As for lunch, last week was also a good week for me. I’ve picked, apparently, one of my best food weeks ever to start this experiment - I brought my lunch (usually a small sandwich and a piece of fruit) every day except for Friday! Usually I run across the street for a salad or a Jugo Juice with protein powder. This probably sounds healthier than it is – it’s sometimes too easy to choose creamy dressings or too much cheese on a salad, and I’ll admit to being honestly unsure how much better a choice a fruit smoothie with protein powder really is for lunch than some of the ideas I want to be trying this week. I’m lucky enough to live right now with my parents and my fiancé, who usually packs my lunch for me while I am racing around in the morning trying to get ready in time to leave, so this week: I’ll be making my lunches the night before! I didn’t manage to get my lunch packed last night, but I did pack some turkey, feta and cranberry burgers, an apple, an orange and a Coke Zero for today’s lunch this morning. Since gluten-free sandwich bread is reaaallly expensive, I was thrilled to come across this website which suggests sixteen sandwich-free lunch ideas, which is perfect for me! I’m also looking at ideas to use or modify from places like this and this.

Dinners? Well, I humbly admit that for dinners, I’m usually off the hook – as I mentioned, my fiancé and I live with my family, and my father is a wonderful and enthusiastic cook. Since two of my other family members are also celiac, that means we’re privileged enough to have safe and delicious dinners usually prepared for us. However! In the spirit of this challenge, I’ll be perusing this to make one dinner (at least – I might aim for two) for me and my family next week. I found, for example, this good-looking delight – that’s probably not the healthiest salad ever concocted, but boy, is it ever up my alley.

I’m actually really excited to take this on! It will involve a good deal of list-making, which is my specialty, and as I look over the plan I’ve got going for the week, I can see exactly where and how this is going to save me lots of time and money in the long run. It gets expensive to eat out for four or five lunches a week! Plus, eating breakfast (my number-one most skipped meal) has been shown to have major benefits. I’ll be back in this space on Friday or Monday to share with you what I made and how the week went in general. Cross your fingers for me! Bon appétit!
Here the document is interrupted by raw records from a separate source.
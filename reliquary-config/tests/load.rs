use std::fs;
use std::path::PathBuf;

use reliquary_config::{ConfigGuardRailError, ConfigLoader, ConfigSource, EnvConfig};
use reliquary_core::model::DerivativeType;
use tempfile::TempDir;

fn isolated(dir: &TempDir) -> ConfigLoader {
    ConfigLoader::new()
        .with_search_root(dir.path())
        .with_env_file(dir.path().join(".env"))
        .with_env(EnvConfig::default())
}

#[test]
fn defaults_when_nothing_is_configured() {
    let dir = TempDir::new().unwrap();
    let load = isolated(&dir).load().unwrap();

    assert_eq!(load.source, ConfigSource::Default);
    assert!(!load.env_file_loaded);
    assert_eq!(load.config.pipeline.system_actor, "reliquary-system");
}

#[test]
fn default_toml_file_is_picked_up() {
    let dir = TempDir::new().unwrap();
    fs::write(
        dir.path().join("reliquary.toml"),
        r#"
        [pipeline]
        system_actor = "preservation-bot"

        [pipeline.derivatives]
        image = ["thumbnail", "access"]

        [import]
        staging_root = "/srv/reliquary/staging"
        "#,
    )
    .unwrap();

    let load = isolated(&dir).load().unwrap();

    assert_eq!(load.source, ConfigSource::File(dir.path().join("reliquary.toml")));
    assert_eq!(load.config.pipeline.system_actor, "preservation-bot");
    assert_eq!(
        load.config.pipeline.derivatives.image,
        vec![DerivativeType::Thumbnail, DerivativeType::Access]
    );
    assert_eq!(
        load.config.import.staging_root,
        PathBuf::from("/srv/reliquary/staging")
    );
}

#[test]
fn env_path_wins_over_inline_json_and_defaults() {
    let dir = TempDir::new().unwrap();
    fs::write(dir.path().join("reliquary.toml"), "").unwrap();
    let custom = dir.path().join("custom.json");
    fs::write(&custom, r#"{"pipeline": {"retry": {"max_attempts": 2}}}"#).unwrap();

    let load = isolated(&dir)
        .with_env(EnvConfig {
            config_path: Some(custom.clone()),
            config_json: Some(r#"{"pipeline": {"retry": {"max_attempts": 9}}}"#.into()),
        })
        .load()
        .unwrap();

    assert_eq!(load.source, ConfigSource::EnvPath(custom));
    assert_eq!(load.config.pipeline.retry.max_attempts, 2);
}

#[test]
fn inline_json_is_used_without_a_path() {
    let dir = TempDir::new().unwrap();
    let load = isolated(&dir)
        .with_env(EnvConfig {
            config_path: None,
            config_json: Some(r#"{"logging": {"default_filter": "debug"}}"#.into()),
        })
        .load()
        .unwrap();

    assert_eq!(load.source, ConfigSource::EnvInline);
    assert_eq!(load.config.logging.default_filter, "debug");
}

#[test]
fn missing_explicit_file_is_an_error() {
    let dir = TempDir::new().unwrap();
    let result = isolated(&dir)
        .with_config_path(dir.path().join("absent.toml"))
        .load();
    assert!(result.is_err());
}

#[test]
fn guard_rails_reject_zero_attempts() {
    let dir = TempDir::new().unwrap();
    let path = dir.path().join("reliquary.toml");
    fs::write(&path, "[pipeline.retry]\nmax_attempts = 0\n").unwrap();

    let err = isolated(&dir).with_config_path(&path).load().unwrap_err();

    assert_eq!(
        err.downcast_ref::<ConfigGuardRailError>(),
        Some(&ConfigGuardRailError::ZeroMaxAttempts)
    );
}
use async_trait::async_trait;
use reliquary_model::ImportId;

use crate::error::Result;
use crate::import::BulkImportRecord;

/// Persistence for bulk import records.
#[async_trait]
pub trait ImportLedger: Send + Sync {
    async fn find(&self, id: ImportId) -> Result<Option<BulkImportRecord>>;

    /// Insert or replace.
    async fn save(&self, record: BulkImportRecord) -> Result<()>;
}
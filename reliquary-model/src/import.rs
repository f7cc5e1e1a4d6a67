//! Declarative bulk import input.
//!
//! An [`ImportJobDescription`] names one item and the files that make up its
//! assets. It is consumed once by the bulk import orchestrator and never
//! persisted as a resource.

use std::collections::{BTreeMap, HashSet};

use crate::metadata::DescriptiveMetadata;

#[derive(Debug, Clone, Copy, PartialEq, Eq)]
#[cfg_attr(feature = "serde", derive(serde::Serialize, serde::Deserialize))]
#[cfg_attr(feature = "serde", serde(rename_all = "snake_case"))]
pub enum ImportAction {
    Create,
    Update,
}

/// One declared file.
#[derive(Debug, Clone, Default, PartialEq, Eq)]
#[cfg_attr(feature = "serde", derive(serde::Serialize, serde::Deserialize))]
#[cfg_attr(feature = "serde", serde(default))]
pub struct AssetEntry {
    pub filename: String,
    pub label: Option<String>,
    pub annotations: Vec<String>,
    pub transcriptions: Vec<String>,
}

impl AssetEntry {
    pub fn named(filename: impl Into<String>) -> Self {
        Self {
            filename: filename.into(),
            ..Default::default()
        }
    }

    pub fn with_label(mut self, label: impl Into<String>) -> Self {
        self.label = Some(label.into());
        self
    }
}

/// Files for an import, split by whether they take part in the arrangement.
#[derive(Debug, Clone, Default, PartialEq, Eq)]
#[cfg_attr(feature = "serde", derive(serde::Serialize, serde::Deserialize))]
#[cfg_attr(feature = "serde", serde(default))]
pub struct AssetsDescription {
    /// Staging location the filenames are resolved against.
    pub storage: String,
    pub arranged: Vec<AssetEntry>,
    pub unarranged: Vec<AssetEntry>,
}

impl AssetsDescription {
    /// Every declared entry, sorted by filename.
    pub fn entries_by_filename(&self) -> Vec<&AssetEntry> {
        let mut entries: Vec<&AssetEntry> =
            self.arranged.iter().chain(self.unarranged.iter()).collect();
        entries.sort_by(|a, b| a.filename.cmp(&b.filename));
        entries
    }

    pub fn filenames(&self) -> HashSet<&str> {
        self.arranged
            .iter()
            .chain(self.unarranged.iter())
            .map(|entry| entry.filename.as_str())
            .collect()
    }

    /// Filenames declared more than once across both lists.
    pub fn duplicate_filenames(&self) -> Vec<String> {
        let mut counts: BTreeMap<&str, usize> = BTreeMap::new();
        for entry in self.arranged.iter().chain(self.unarranged.iter()) {
            *counts.entry(entry.filename.as_str()).or_default() += 1;
        }
        counts
            .into_iter()
            .filter(|(_, count)| *count > 1)
            .map(|(name, _)| name.to_string())
            .collect()
    }

    pub fn is_empty(&self) -> bool {
        self.arranged.is_empty() && self.unarranged.is_empty()
    }
}

#[derive(Debug, Clone, PartialEq, Eq)]
#[cfg_attr(feature = "serde", derive(serde::Serialize, serde::Deserialize))]
pub struct ImportJobDescription {
    pub action: ImportAction,
    pub imported_by: Option<String>,
    #[cfg_attr(feature = "serde", serde(default))]
    pub unique_identifier: Option<String>,
    #[cfg_attr(feature = "serde", serde(default))]
    pub human_readable_name: Option<String>,
    #[cfg_attr(feature = "serde", serde(default))]
    pub metadata: DescriptiveMetadata,
    #[cfg_attr(feature = "serde", serde(default))]
    pub viewing_direction: Option<String>,
    #[cfg_attr(feature = "serde", serde(default))]
    pub viewing_hint: Option<String>,
    #[cfg_attr(feature = "serde", serde(default))]
    pub internal_notes: Vec<String>,
    #[cfg_attr(feature = "serde", serde(default))]
    pub assets: Option<AssetsDescription>,
}

impl ImportJobDescription {
    pub fn create(imported_by: impl Into<String>) -> Self {
        Self::new(ImportAction::Create, imported_by)
    }

    pub fn update(imported_by: impl Into<String>, unique_identifier: impl Into<String>) -> Self {
        let mut description = Self::new(ImportAction::Update, imported_by);
        description.unique_identifier = Some(unique_identifier.into());
        description
    }

    fn new(action: ImportAction, imported_by: impl Into<String>) -> Self {
        Self {
            action,
            imported_by: Some(imported_by.into()),
            unique_identifier: None,
            human_readable_name: None,
            metadata: DescriptiveMetadata::default(),
            viewing_direction: None,
            viewing_hint: None,
            internal_notes: Vec::new(),
            assets: None,
        }
    }
}

#[cfg(test)]
mod tests {
    use super::*;

    #[test]
    fn entries_are_ordered_by_filename_across_lists() {
        let assets = AssetsDescription {
            storage: "sceti".into(),
            arranged: vec![AssetEntry::named("front.tif")],
            unarranged: vec![AssetEntry::named("back.tif")],
        };
        let names: Vec<_> = assets
            .entries_by_filename()
            .into_iter()
            .map(|e| e.filename.as_str())
            .collect();
        assert_eq!(names, vec!["back.tif", "front.tif"]);
    }

    #[test]
    fn duplicates_are_detected_across_lists() {
        let assets = AssetsDescription {
            storage: "sceti".into(),
            arranged: vec![AssetEntry::named("a.tif")],
            unarranged: vec![AssetEntry::named("a.tif"), AssetEntry::named("b.tif")],
        };
        assert_eq!(assets.duplicate_filenames(), vec!["a.tif".to_string()]);
    }

    #[test]
    fn description_deserializes_with_defaults() {
        let json = r#"{
            "action": "create",
            "imported_by": "importer@example.edu",
            "human_readable_name": "Letter",
            "metadata": {"title": ["Letter"]},
            "assets": {"storage": "sceti", "arranged": [{"filename": "front.tif"}]}
        }"#;
        let description: ImportJobDescription = serde_json::from_str(json).unwrap();
        assert_eq!(description.action, ImportAction::Create);
        assert_eq!(description.metadata.first("title"), Some("Letter"));
        assert_eq!(description.assets.unwrap().arranged.len(), 1);
    }
}
//! Shared fixtures for the integration suites.
#![allow(dead_code)]

use reliquary_core::infra::memory::InMemoryStack;
use reliquary_core::model::{
    Asset, AssetAttributes, DescriptiveMetadata, Item, ItemAttributes, ResourceId,
    StructuralAttributes,
};
use reliquary_core::{FileUpload, PipelineConfig, Reliquary, ResourceTransactions};

pub const ACTOR: &str = "archivist@example.edu";
pub const STORAGE: &str = "sceti-digitized";

/// A small TIFF-looking payload; `marker` makes the content unique.
pub fn tiff(marker: &str) -> Vec<u8> {
    let mut content = b"II*\x00".to_vec();
    content.extend_from_slice(marker.as_bytes());
    content
}

pub fn metadata(title: &str) -> DescriptiveMetadata {
    DescriptiveMetadata::new()
        .with(DescriptiveMetadata::TITLE, &[title])
        .with("creator", &["Unknown scribe"])
}

pub struct Harness {
    pub stack: InMemoryStack,
    pub reliquary: Reliquary,
}

impl Harness {
    pub fn new() -> Self {
        Self::with_stack(InMemoryStack::new())
    }

    pub fn with_stack(stack: InMemoryStack) -> Self {
        Self::with_config(stack, PipelineConfig::default())
    }

    pub fn with_config(stack: InMemoryStack, config: PipelineConfig) -> Self {
        let reliquary = Reliquary::new(stack.collaborators(), config);
        Self { stack, reliquary }
    }

    pub fn transactions(&self) -> &ResourceTransactions {
        self.reliquary.transactions()
    }

    pub async fn metadata_only_asset(&self, filename: &str) -> Asset {
        self.transactions()
            .create_asset(
                AssetAttributes {
                    original_filename: Some(filename.into()),
                    ..Default::default()
                },
                ACTOR,
            )
            .await
            .expect("create asset")
    }

    pub async fn asset_with_file(&self, filename: &str, content: Vec<u8>) -> Asset {
        let asset = self.metadata_only_asset(filename).await;
        self.transactions()
            .update_asset(
                asset.id,
                AssetAttributes::default(),
                Some(ACTOR.into()),
                Some(FileUpload::new(filename, content)),
            )
            .await
            .expect("attach preservation file")
    }

    pub async fn item_with(&self, asset_ids: &[ResourceId], arranged: &[ResourceId]) -> Item {
        self.transactions()
            .create_item(
                ItemAttributes {
                    human_readable_name: Some("Letter to a friend".into()),
                    descriptive_metadata: Some(metadata("Letter to a friend")),
                    structural_metadata: Some(StructuralAttributes {
                        arranged_asset_ids: Some(arranged.to_vec()),
                        ..Default::default()
                    }),
                    asset_ids: Some(asset_ids.to_vec()),
                    ..Default::default()
                },
                ACTOR,
            )
            .await
            .expect("create item")
    }

    pub async fn asset(&self, id: ResourceId) -> Option<Asset> {
        use reliquary_core::ports::RepositoryStore;
        self.stack
            .repository
            .find(id)
            .await
            .expect("repository find")
            .and_then(|record| record.as_asset().cloned())
    }

    pub async fn item(&self, id: ResourceId) -> Option<Item> {
        use reliquary_core::ports::RepositoryStore;
        self.stack
            .repository
            .find(id)
            .await
            .expect("repository find")
            .and_then(|record| record.as_item().cloned())
    }

    /// Run queued jobs until the queue is empty.
    pub async fn drain_jobs(&self) {
        self.stack.jobs.drain(self.reliquary.runner()).await;
    }
}
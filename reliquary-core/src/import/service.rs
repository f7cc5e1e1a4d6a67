use std::collections::HashMap;
use std::fmt;
use std::sync::Arc;

use reliquary_model::{
    Asset, AssetAttributes, AssetEntry, ImportAction, ImportId, ImportJobDescription, Item,
    ItemAttributes, ResourceId, StructuralAttributes,
};
use tracing::{Instrument, debug, info, info_span, warn};

use crate::collaborators::Collaborators;
use crate::error::{CoreError, Failure, FailureCode};
use crate::import::compensation::UndoList;
use crate::import::record::{BulkImportRecord, BulkImportState};
use crate::import::validation::{ImportValidator, ValidatedImport};
use crate::jobs::JobPayload;
use crate::ports::sha256_hex;
use crate::state::FileUpload;
use crate::transactions::ResourceTransactions;

/// What a successful import did.
#[derive(Debug, Clone)]
pub struct ImportSummary {
    pub action: ImportAction,
    pub item: Item,
    pub created_assets: Vec<ResourceId>,
    pub updated_assets: Vec<ResourceId>,
    pub unchanged_assets: Vec<ResourceId>,
}

/// A failed import.
///
/// `failure` is always the error that stopped the import. Assets that could
/// not be compensated are listed in `compensation_errors`; existing assets
/// that were already updated stay updated and are listed in `manual_review`.
#[derive(Debug, Clone)]
pub struct ImportFailure {
    pub failure: Failure,
    pub compensation_errors: Vec<String>,
    pub manual_review: Vec<String>,
}

impl ImportFailure {
    /// The failure message followed by any compensation errors.
    pub fn errors(&self) -> Vec<String> {
        std::iter::once(self.failure.message())
            .chain(self.compensation_errors.iter().cloned())
            .collect()
    }
}

impl From<Failure> for ImportFailure {
    fn from(failure: Failure) -> Self {
        Self {
            failure,
            compensation_errors: Vec::new(),
            manual_review: Vec::new(),
        }
    }
}

impl fmt::Display for ImportFailure {
    fn fmt(&self, f: &mut fmt::Formatter<'_>) -> fmt::Result {
        write!(f, "{}", self.failure)?;
        if !self.compensation_errors.is_empty() {
            write!(
                f,
                " (compensation failed: {})",
                self.compensation_errors.join("; ")
            )?;
        }
        Ok(())
    }
}

impl std::error::Error for ImportFailure {
    fn source(&self) -> Option<&(dyn std::error::Error + 'static)> {
        Some(&self.failure)
    }
}

/// Turns import job descriptions into items and assets.
///
/// Assets are created before the item that references them. If anything
/// fails after the first asset exists, the assets this import created are
/// deleted again so no partial item is ever left behind.
pub struct BulkImportService {
    transactions: Arc<ResourceTransactions>,
    collaborators: Collaborators,
}

impl fmt::Debug for BulkImportService {
    fn fmt(&self, f: &mut fmt::Formatter<'_>) -> fmt::Result {
        f.debug_struct("BulkImportService")
            .field("transactions", &"ResourceTransactions")
            .field("collaborators", &self.collaborators)
            .finish()
    }
}
use std::collections::HashSet;
use std::path::Path;

use async_trait::async_trait;
use reliquary_model::DerivativeType;

use crate::error::{CoreError, Result};
use crate::ports::{DerivativeGenerator, sha256_hex};

/// Generator producing small deterministic payloads derived from the
/// source bytes. Useful wherever real image tooling is not installed.
#[derive(Debug, Clone)]
pub struct SyntheticDerivativeGenerator {
    declined: HashSet<DerivativeType>,
    failing: HashSet<DerivativeType>,
}

impl Default for SyntheticDerivativeGenerator {
    /// Declines the OCR-based types.
    fn default() -> Self {
        Self {
            declined: [
                DerivativeType::TextonlyPdf,
                DerivativeType::Text,
                DerivativeType::Hocr,
            ]
            .into_iter()
            .collect(),
            failing: HashSet::new(),
        }
    }
}

impl SyntheticDerivativeGenerator {
    pub fn new() -> Self {
        Self::default()
    }

    pub fn declining(mut self, kind: DerivativeType) -> Self {
        self.declined.insert(kind);
        self
    }

    pub fn accepting(mut self, kind: DerivativeType) -> Self {
        self.declined.remove(&kind);
        self
    }

    pub fn failing(mut self, kind: DerivativeType) -> Self {
        self.failing.insert(kind);
        self
    }
}

#[async_trait]
impl DerivativeGenerator for SyntheticDerivativeGenerator {
    async fn generate(
        &self,
        source: &Path,
        mime_type: &str,
        kind: DerivativeType,
    ) -> Result<Option<Vec<u8>>> {
        if self.failing.contains(&kind) {
            return Err(CoreError::Unavailable(format!("{kind} generator unavailable")));
        }
        if self.declined.contains(&kind) {
            return Ok(None);
        }
        let content = tokio::fs::read(source).await?;
        let payload = format!(
            "{kind} ({}) of {mime_type} {}",
            kind.output_mime(mime_type),
            sha256_hex(&content)
        );
        Ok(Some(payload.into_bytes()))
    }
}
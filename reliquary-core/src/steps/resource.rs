//! Steps shared by every resource transaction.

use std::fmt;
use std::sync::Arc;

use async_trait::async_trait;
use chrono::Utc;
use reliquary_model::{Resource, ResourceId};

use crate::change_set::{ChangeSet, ChangeSetError};
use crate::error::{Failure, FailureCode};
use crate::ports::RepositoryStore;
use crate::state::MutationState;
use crate::transaction::{Step, StepResult};

fn require_id<R: Resource, W>(state: &MutationState<R, W>) -> Result<ResourceId, Failure> {
    state
        .id
        .ok_or_else(|| Failure::new(FailureCode::ResourceNotFound).with_detail("no id given"))
}

/// Load the resource named by `state.id`.
pub struct FindResource {
    store: Arc<dyn RepositoryStore>,
}

impl fmt::Debug for FindResource {
    fn fmt(&self, f: &mut fmt::Formatter<'_>) -> fmt::Result {
        f.debug_struct("FindResource")
            .finish_non_exhaustive()
    }
}

impl FindResource {
    pub fn new(store: Arc<dyn RepositoryStore>) -> Self {
        Self { store }
    }
}

#[async_trait]
impl<R, W> Step<MutationState<R, W>> for FindResource
where
    R: Resource,
    W: Send + Sync + 'static,
{
    fn name(&self) -> &'static str {
        "find_resource"
    }

    async fn call(&self, mut state: MutationState<R, W>) -> StepResult<MutationState<R, W>> {
        let id = require_id(&state)?;
        let record = self
            .store
            .find(id)
            .await
            .map_err(|err| Failure::from_core(FailureCode::ErrorLoadingResource, err))?
            .ok_or_else(|| Failure::not_found(R::KIND, id))?;
        let found = record.kind();
        let resource = R::from_record(record).ok_or_else(|| {
            Failure::not_found(R::KIND, id).with_detail(format!("{id} is a {found}"))
        })?;
        state.resource = Some(resource);
        Ok(state)
    }
}

/// Stage caller attributes on the loaded resource, or on a blank one when
/// nothing was loaded.
#[derive(Debug)]
pub struct CreateChangeSet;

#[async_trait]
impl<R, W> Step<MutationState<R, W>> for CreateChangeSet
where
    R: Resource,
    W: Send + Sync + 'static,
{
    fn name(&self) -> &'static str {
        "create_change_set"
    }

    async fn call(&self, mut state: MutationState<R, W>) -> StepResult<MutationState<R, W>> {
        let mut change_set = match state.resource.clone() {
            Some(resource) => ChangeSet::for_existing(resource),
            None => ChangeSet::for_new(R::blank(state.id.unwrap_or_default())),
        };
        change_set.apply(&state.attributes);
        if let Some(actor) = state.updated_by.as_deref().filter(|a| !a.trim().is_empty()) {
            let is_new = change_set.is_new();
            change_set.stage().assign_actor(actor, is_new);
        }
        state.change_set = Some(change_set);
        Ok(state)
    }
}

pub fn require_updated_by<R: Resource, W>(
    state: MutationState<R, W>,
) -> StepResult<MutationState<R, W>> {
    if state
        .updated_by
        .as_deref()
        .is_none_or(|actor| actor.trim().is_empty())
    {
        return Err(Failure::new(FailureCode::MissingUpdatedBy)
            .with_detail("updated_by must be provided"));
    }
    Ok(state)
}

pub fn validate<R: Resource, W>(mut state: MutationState<R, W>) -> StepResult<MutationState<R, W>> {
    let change_set = state.change_set_mut()?;
    if let Err(errors) = change_set.validate() {
        return Err(Failure::validation(errors, change_set.snapshot()));
    }
    Ok(state)
}

/// Persist the validated change set and replace `state.resource` with the
/// saved revision.
pub struct SaveResource {
    store: Arc<dyn RepositoryStore>,
}

impl fmt::Debug for SaveResource {
    fn fmt(&self, f: &mut fmt::Formatter<'_>) -> fmt::Result {
        f.debug_struct("SaveResource")
            .finish_non_exhaustive()
    }
}

impl SaveResource {
    pub fn new(store: Arc<dyn RepositoryStore>) -> Self {
        Self { store }
    }
}

#[async_trait]
impl<R, W> Step<MutationState<R, W>> for SaveResource
where
    R: Resource,
    W: Send + Sync + 'static,
{
    fn name(&self) -> &'static str {
        "save"
    }

    async fn call(&self, mut state: MutationState<R, W>) -> StepResult<MutationState<R, W>> {
        let change_set = state
            .change_set
            .take()
            .ok_or_else(|| Failure::internal("no change set staged"))?;
        let is_new = change_set.is_new();
        let expected = change_set.expected_lock_token();
        let snapshot = change_set.snapshot();
        let mut resource = change_set.sync().map_err(|err| match err {
            ChangeSetError::Invalid(errors) => Failure::validation(errors, snapshot.clone()),
            ChangeSetError::NotValidated => {
                Failure::internal(ChangeSetError::NotValidated.to_string())
                    .with_change_set(snapshot.clone())
            }
        })?;
        resource.touch(Utc::now(), is_new);

        let saved = self
            .store
            .save(resource.into_record(), expected)
            .await
            .map_err(|err| {
                Failure::from_core(FailureCode::ErrorSavingResource, err)
                    .with_change_set(snapshot.clone())
            })?;
        let saved = R::from_record(saved)
            .ok_or_else(|| Failure::internal("store returned a different resource kind"))?;
        state.resource = Some(saved);
        Ok(state)
    }
}

/// Remove the loaded resource from the store.
pub struct DeleteResource {
    store: Arc<dyn RepositoryStore>,
}

impl fmt::Debug for DeleteResource {
    fn fmt(&self, f: &mut fmt::Formatter<'_>) -> fmt::Result {
        f.debug_struct("DeleteResource")
            .finish_non_exhaustive()
    }
}

impl DeleteResource {
    pub fn new(store: Arc<dyn RepositoryStore>) -> Self {
        Self { store }
    }
}

#[async_trait]
impl<R, W> Step<MutationState<R, W>> for DeleteResource
where
    R: Resource,
    W: Send + Sync + 'static,
{
    fn name(&self) -> &'static str {
        "delete_resource"
    }

    async fn call(&self, state: MutationState<R, W>) -> StepResult<MutationState<R, W>> {
        let id = state.loaded()?.id();
        self.store
            .delete(id)
            .await
            .map_err(|err| Failure::from_core(FailureCode::ErrorDeletingResource, err))?;
        Ok(state)
    }
}
use std::io::ErrorKind;
use std::path::{Component, Path, PathBuf};

use async_trait::async_trait;

use crate::error::{CoreError, Result};
use crate::ports::StagingArea;

/// Staging area rooted at a local directory: `{root}/{location}/{filename}`.
#[derive(Debug, Clone)]
pub struct LocalStagingArea {
    root: PathBuf,
}

impl LocalStagingArea {
    pub fn new(root: impl Into<PathBuf>) -> Self {
        Self { root: root.into() }
    }

    pub fn root(&self) -> &Path {
        &self.root
    }

    /// Reject anything that could escape the root.
    fn resolve(&self, location: &str, filename: &str) -> Result<PathBuf> {
        let mut path = self.root.clone();
        for part in [location, filename] {
            let relative = Path::new(part);
            let safe = relative
                .components()
                .all(|component| matches!(component, Component::Normal(_)));
            if part.is_empty() || !safe {
                return Err(CoreError::Conflict(format!("invalid staging path: {part}")));
            }
            path.push(relative);
        }
        Ok(path)
    }
}

#[async_trait]
impl StagingArea for LocalStagingArea {
    async fn exists(&self, location: &str, filename: &str) -> Result<bool> {
        let path = self.resolve(location, filename)?;
        match tokio::fs::metadata(&path).await {
            Ok(metadata) => Ok(metadata.is_file()),
            Err(err) if err.kind() == ErrorKind::NotFound => Ok(false),
            Err(err) => Err(err.into()),
        }
    }

    async fn read(&self, location: &str, filename: &str) -> Result<Vec<u8>> {
        let path = self.resolve(location, filename)?;
        tokio::fs::read(&path).await.map_err(|err| {
            if err.kind() == ErrorKind::NotFound {
                CoreError::not_found("staged file", path.display())
            } else {
                err.into()
            }
        })
    }
}

#[cfg(test)]
mod tests {
    use super::*;

    #[tokio::test]
    async fn reads_files_below_root() {
        let dir = tempfile::tempdir().unwrap();
        std::fs::create_dir_all(dir.path().join("sceti/letters")).unwrap();
        std::fs::write(dir.path().join("sceti/letters/front.tif"), b"front").unwrap();

        let staging = LocalStagingArea::new(dir.path());
        assert!(staging.exists("sceti", "letters/front.tif").await.unwrap());
        assert!(!staging.exists("sceti", "letters/back.tif").await.unwrap());
        assert_eq!(staging.read("sceti", "letters/front.tif").await.unwrap(), b"front");
        assert!(staging.read("sceti", "letters/back.tif").await.unwrap_err().is_not_found());
    }

    #[tokio::test]
    async fn refuses_paths_outside_root() {
        let dir = tempfile::tempdir().unwrap();
        let staging = LocalStagingArea::new(dir.path());
        assert!(staging.exists("sceti", "../secret").await.is_err());
        assert!(staging.exists("/etc", "passwd").await.is_err());
    }
}
use std::fmt;

use thiserror::Error;

/// Errors produced by model constructors and parsing helpers.
#[derive(Debug, Error)]
pub enum ModelError {
    #[error("unknown {kind} value: {value}")]
    UnknownValue { kind: &'static str, value: String },

    #[error("invalid resource: {0}")]
    InvalidResource(String),
}

pub type Result<T> = std::result::Result<T, ModelError>;

/// A single field-level validation message.
#[derive(Debug, Clone, PartialEq, Eq)]
#[cfg_attr(feature = "serde", derive(serde::Serialize, serde::Deserialize))]
pub struct FieldError {
    pub field: String,
    pub message: String,
}

impl FieldError {
    pub fn new(field: impl Into<String>, message: impl Into<String>) -> Self {
        Self {
            field: field.into(),
            message: message.into(),
        }
    }

    pub fn blank(field: impl Into<String>) -> Self {
        Self::new(field, "can't be blank")
    }
}

impl fmt::Display for FieldError {
    fn fmt(&self, f: &mut fmt::Formatter<'_>) -> fmt::Result {
        write!(f, "{} {}", self.field, self.message)
    }
}

pub(crate) fn is_blank(value: Option<&str>) -> bool {
    value.is_none_or(|v| v.trim().is_empty())
}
-Rae, First Impressions Coordinator

PS: Shabana suggested I share how my desk organization was coming along! She also graciously told me I had been doing a pretty good job. In my opinion, desk organization is still a work in progress. I am doing really well at keeping the pen caddy cleaned out and having only what I need to hand; I am still working on tidying up at the end of the day and not having too much paper everywhere! 

 

Photo: My unpopular lunchbox in our work fridge.